Visual Computing Center, King Abdullah University of Science and Technology, Thuwal, 23955-6900, Kingdom of Saudi Arabia.
Adv Sci (Weinh). 2022 Nov;9(32):e2203460. doi: 10.1002/advs.202203460. Epub 2022 Sep 11.
Respiration signals reflect many underlying health conditions, including cardiopulmonary functions, autonomic disorders and respiratory distress, therefore continuous measurement of respiration is needed in various cases. Unfortunately, there is still a lack of effective portable electronic devices that meet the demands for medical and daily respiration monitoring. This work showcases a soft, wireless, and non-invasive device for quantitative and real-time evaluation of human respiration. This device simultaneously captures respiration and temperature signatures using customized capacitive and resistive sensors, encapsulated by a breathable layer, and does not limit the user's daily life. Further a machine learning-based respiration classification algorithm with a set of carefully studied features as inputs is proposed and it is deployed into mobile clients. The body status of users, such as being quiet, active and coughing, can be accurately recognized by the algorithm and displayed on clients. Moreover, multiple devices can be linked to a server network to monitor a group of users and provide each user with the statistical duration of physiological activities, coughing alerts, and body health advice. With these devices, individual and group respiratory health status can be quantitatively collected, analyzed, and stored for daily physiological signal detections as well as medical assistance.
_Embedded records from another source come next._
#[cfg(test)]
#[allow(clippy::panic)]
mod tests {
    use std::sync::Mutex as StdMutex;
    use std::time::Duration;

    use async_trait::async_trait;
    use tokio::time::timeout;

    use super::*;
    use crate::capture::SimulatedFrameSource;

    const CADENCE: Duration = Duration::from_millis(20);
    const WAIT: Duration = Duration::from_secs(2);

    struct MockTransport {
        incoming: mpsc::Receiver<Incoming>,
        sent: mpsc::UnboundedSender<ServerMessage>,
        closed: Arc<StdMutex<Option<(u16, String)>>>,
    }

    #[async_trait]
    impl Transport for MockTransport {
        async fn send(&mut self, msg: &ServerMessage) -> Result<(), TransportError> {
            self.sent
                .send(msg.clone())
                .map_err(|_| TransportError::Closed)
        }

        async fn recv(&mut self) -> Option<Result<Incoming, TransportError>> {
            self.incoming.recv().await.map(Ok)
        }

        async fn close(&mut self, code: u16, reason: &str) -> Result<(), TransportError> {
            if let Ok(mut closed) = self.closed.lock() {
                *closed = Some((code, reason.to_owned()));
            }
            Ok(())
        }
    }

    struct Harness {
        incoming_tx: mpsc::Sender<Incoming>,
        sent_rx: mpsc::UnboundedReceiver<ServerMessage>,
        closed: Arc<StdMutex<Option<(u16, String)>>>,
        shutdown: CancellationToken,
        session: JoinHandle<()>,
    }

    impl Harness {
        fn spawn(registry: Arc<ConnectionRegistry>, supply: FrameSupply) -> Self {
            let (incoming_tx, incoming) = mpsc::channel(16);
            let (sent, sent_rx) = mpsc::unbounded_channel();
            let closed = Arc::new(StdMutex::new(None));
            let transport = MockTransport {
                incoming,
                sent,
                closed: Arc::clone(&closed),
            };
            let shutdown = CancellationToken::new();
            let session = Session::new(
                transport,
                "test-client".to_owned(),
                registry,
                supply,
                &shutdown,
            );
            Self {
                incoming_tx,
                sent_rx,
                closed,
                shutdown,
                session: tokio::spawn(session.run()),
            }
        }

        async fn send_text(&self, text: &str) {
            let Ok(()) = self.incoming_tx.send(Incoming::Text(text.to_owned())).await else {
                panic!("session dropped its inbound channel");
            };
        }

        async fn next_sent(&mut self) -> ServerMessage {
            let Ok(Some(msg)) = timeout(WAIT, self.sent_rx.recv()).await else {
                panic!("no outbound message within {WAIT:?}");
            };
            msg
        }

        fn close_code(&self) -> Option<u16> {
            self.closed
                .lock()
                .ok()
                .and_then(|closed| closed.as_ref().map(|(code, _)| *code))
        }
    }

    fn simulated_supply() -> FrameSupply {
        FrameSupply::ready(Arc::new(SimulatedFrameSource::new(CADENCE)))
    }

    #[tokio::test]
    async fn admission_sends_welcome_with_capacity() {
        let registry = Arc::new(ConnectionRegistry::new(3));
        let mut harness = Harness::spawn(Arc::clone(&registry), simulated_supply());

        let ServerMessage::Connection { server_info, .. } = harness.next_sent().await else {
            panic!("expected connection welcome first");
        };
        assert_eq!(server_info.max_connections, 3);
        assert_eq!(registry.count().await, 1);
    }

    #[tokio::test]
    async fn capacity_refusal_closes_with_1013_and_sends_nothing() {
        let registry = Arc::new(ConnectionRegistry::new(1));
        assert!(registry.try_admit(SessionId::new()).await);

        let mut harness = Harness::spawn(Arc::clone(&registry), simulated_supply());
        let Ok(Ok(())) = timeout(WAIT, &mut harness.session).await else {
            panic!("refused session did not finish");
        };

        assert_eq!(harness.close_code(), Some(CLOSE_AT_CAPACITY));
        assert!(harness.sent_rx.try_recv().is_err());
        // Refused sessions never occupy a slot.
        assert_eq!(registry.count().await, 1);
    }

    #[tokio::test]
    async fn ping_is_answered_with_pong() {
        let registry = Arc::new(ConnectionRegistry::new(1));
        let mut harness = Harness::spawn(registry, simulated_supply());
        let _welcome = harness.next_sent().await;

        harness.send_text(r#"{"type":"ping"}"#).await;
        let ServerMessage::Pong { .. } = harness.next_sent().await else {
            panic!("expected pong");
        };
    }

    #[tokio::test]
    async fn malformed_json_reports_error_and_session_survives() {
        let registry = Arc::new(ConnectionRegistry::new(1));
        let mut harness = Harness::spawn(Arc::clone(&registry), simulated_supply());
        let _welcome = harness.next_sent().await;

        harness.send_text("{not json").await;
        let ServerMessage::Error { message, .. } = harness.next_sent().await else {
            panic!("expected error notification");
        };
        assert_eq!(message, INVALID_JSON_MESSAGE);

        // The session is still serving commands.
        harness.send_text(r#"{"type":"ping"}"#).await;
        let ServerMessage::Pong { .. } = harness.next_sent().await else {
            panic!("expected pong after error");
        };
        assert_eq!(registry.count().await, 1);
    }

    #[tokio::test]
    async fn unknown_type_is_ignored() {
        let registry = Arc::new(ConnectionRegistry::new(1));
        let mut harness = Harness::spawn(registry, simulated_supply());
        let _welcome = harness.next_sent().await;

        harness.send_text(r#"{"type":"calibrate"}"#).await;
        harness.send_text(r#"{"type":"ping"}"#).await;

        // The unrecognized command produced no reply; pong comes next.
        let ServerMessage::Pong { .. } = harness.next_sent().await else {
            panic!("expected pong, not a reply to the unknown command");
        };
    }

    #[tokio::test]
    async fn start_tracking_streams_eye_data() {
        let registry = Arc::new(ConnectionRegistry::new(1));
        let mut harness = Harness::spawn(registry, simulated_supply());
        let _welcome = harness.next_sent().await;

        harness.send_text(r#"{"type":"start_tracking"}"#).await;

        let mut samples = 0;
        while samples < 3 {
            let ServerMessage::EyeData {
                confidence,
                eye_count,
                ..
            } = harness.next_sent().await
            else {
                continue;
            };
            assert!((0.0..=1.0).contains(&confidence));
            assert!(eye_count >= 2);
            samples += 1;
        }
    }

    #[tokio::test]
    async fn stop_tracking_pauses_emission() {
        let registry = Arc::new(ConnectionRegistry::new(1));
        let mut harness = Harness::spawn(registry, simulated_supply());
        let _welcome = harness.next_sent().await;

        harness.send_text(r#"{"type":"start_tracking"}"#).await;
        let ServerMessage::EyeData { .. } = harness.next_sent().await else {
            panic!("expected eye_data after start_tracking");
        };

        harness.send_text(r#"{"type":"stop_tracking"}"#).await;
        // Drain anything already in flight.
        tokio::time::sleep(CADENCE * 2).await;
        while harness.sent_rx.try_recv().is_ok() {}

        // No further samples arrive within two emission intervals.
        let quiet = timeout(CADENCE * 2, harness.sent_rx.recv()).await;
        assert!(quiet.is_err(), "eye_data kept flowing after stop_tracking");
    }

    #[tokio::test]
    async fn tracking_resumes_after_stop_without_duplicate_emitter() {
        let registry = Arc::new(ConnectionRegistry::new(1));
        let (_incoming_tx, incoming) = mpsc::channel(16);
        let (sent, _sent_rx) = mpsc::unbounded_channel();
        let transport = MockTransport {
            incoming,
            sent,
            closed: Arc::new(StdMutex::new(None)),
        };
        let shutdown = CancellationToken::new();
        let mut session = Session::new(
            transport,
            "test-client".to_owned(),
            registry,
            simulated_supply(),
            &shutdown,
        );

        for cmd in [
            InboundCommand::StartTracking,
            InboundCommand::StopTracking,
            InboundCommand::StartTracking,
            InboundCommand::StartTracking,
        ] {
            let Ok(()) = session.handle_command(cmd).await else {
                panic!("command dispatch failed");
            };
        }

        // One emitter, one watch subscription, regardless of how often
        // tracking was toggled.
        assert!(session.emitter.is_some());
        assert_eq!(session.tracking.receiver_count(), 1);
        assert!(*session.tracking.borrow());

        session.teardown().await;
        assert!(session.emitter.is_none());
    }

    #[tokio::test]
    async fn unavailable_source_reports_error_on_start_tracking() {
        let registry = Arc::new(ConnectionRegistry::new(1));
        let supply = FrameSupply::unavailable("no camera available");
        let mut harness = Harness::spawn(Arc::clone(&registry), supply);
        let _welcome = harness.next_sent().await;

        harness.send_text(r#"{"type":"start_tracking"}"#).await;
        let ServerMessage::Error { message, .. } = harness.next_sent().await else {
            panic!("expected error notification");
        };
        assert_eq!(message, "no camera available");

        // The session itself is not torn down.
        harness.send_text(r#"{"type":"ping"}"#).await;
        let ServerMessage::Pong { .. } = harness.next_sent().await else {
            panic!("expected pong");
        };
        assert_eq!(registry.count().await, 1);
    }

    #[tokio::test]
    async fn client_disconnect_releases_slot() {
        let registry = Arc::new(ConnectionRegistry::new(1));
        let mut harness = Harness::spawn(Arc::clone(&registry), simulated_supply());
        let _welcome = harness.next_sent().await;
        assert_eq!(registry.count().await, 1);

        harness.send_text(r#"{"type":"start_tracking"}"#).await;
        let ServerMessage::EyeData { .. } = harness.next_sent().await else {
            panic!("expected eye_data");
        };

        // Dropping the inbound side ends the stream: the session must
        // stop its emitter and free the slot.
        drop(harness.incoming_tx);
        let Ok(Ok(())) = timeout(WAIT, harness.session).await else {
            panic!("session did not finish after disconnect");
        };
        assert_eq!(registry.count().await, 0);
    }

    /// Transport whose post-welcome writes stall and then fail, backing
    /// the outbound queue up behind a slow client.
    struct StallingTransport {
        incoming: mpsc::Receiver<Incoming>,
        sent_welcome: bool,
    }

    #[async_trait]
    impl Transport for StallingTransport {
        async fn send(&mut self, _msg: &ServerMessage) -> Result<(), TransportError> {
            if !self.sent_welcome {
                self.sent_welcome = true;
                return Ok(());
            }
            tokio::time::sleep(Duration::from_millis(500)).await;
            Err(TransportError::Closed)
        }

        async fn recv(&mut self) -> Option<Result<Incoming, TransportError>> {
            self.incoming.recv().await.map(Ok)
        }

        async fn close(&mut self, _code: u16, _reason: &str) -> Result<(), TransportError> {
            Ok(())
        }
    }

    #[tokio::test]
    async fn teardown_completes_with_backlogged_emitter() {
        let registry = Arc::new(ConnectionRegistry::new(1));
        let (incoming_tx, incoming) = mpsc::channel(4);
        let transport = StallingTransport {
            incoming,
            sent_welcome: false,
        };
        // Cadence far below the transport stall, so the outbound queue
        // fills and the emitter blocks mid-send before the stall ends.
        let supply = FrameSupply::ready(Arc::new(SimulatedFrameSource::new(
            Duration::from_millis(1),
        )));
        let shutdown = CancellationToken::new();
        let session = Session::new(
            transport,
            "test-client".to_owned(),
            Arc::clone(&registry),
            supply,
            &shutdown,
        );
        let handle = tokio::spawn(session.run());

        let start = Incoming::Text(r#"{"type":"start_tracking"}"#.to_owned());
        let Ok(()) = incoming_tx.send(start).await else {
            panic!("session dropped its inbound channel");
        };

        // The failed write ends the session; teardown must still reach
        // the blocked emitter and release the slot.
        let Ok(Ok(())) = timeout(WAIT, handle).await else {
            panic!("session did not finish teardown with a backlogged emitter");
        };
        assert_eq!(registry.count().await, 0);
    }

    #[tokio::test]
    async fn server_shutdown_closes_session_and_releases_slot() {
        let registry = Arc::new(ConnectionRegistry::new(1));
        let mut harness = Harness::spawn(Arc::clone(&registry), simulated_supply());
        let _welcome = harness.next_sent().await;

        harness.shutdown.cancel();
        let Ok(Ok(())) = timeout(WAIT, &mut harness.session).await else {
            panic!("session did not finish after shutdown");
        };
        assert_eq!(harness.close_code(), Some(CLOSE_GOING_AWAY));
        assert_eq!(registry.count().await, 0);
    }
}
呼吸信号反映了许多潜在的健康状况,包括心肺功能、自主神经紊乱和呼吸窘迫等,因此在各种情况下都需要对呼吸进行连续测量。然而,目前仍然缺乏满足医疗和日常呼吸监测需求的有效便携式电子设备。本工作展示了一种柔软、无线、非侵入式的设备,可用于对人体呼吸进行定量和实时评估。该设备使用定制的电容和电阻传感器同时捕获呼吸和温度特征,封装在透气层中,不会限制用户的日常生活。进一步提出了一种基于机器学习的呼吸分类算法,该算法将一组经过精心研究的特征作为输入,并将其部署到移动客户端中。用户的身体状态,如安静、活跃和咳嗽,都可以被算法准确识别,并在客户端上显示出来。此外,多个设备可以链接到服务器网络,以监测一组用户,并为每个用户提供生理活动的持续时间、咳嗽警报和身体健康建议的统计信息。通过这些设备,可以对个体和群体的呼吸健康状况进行定量采集、分析和存储,用于日常生理信号检测和医疗辅助。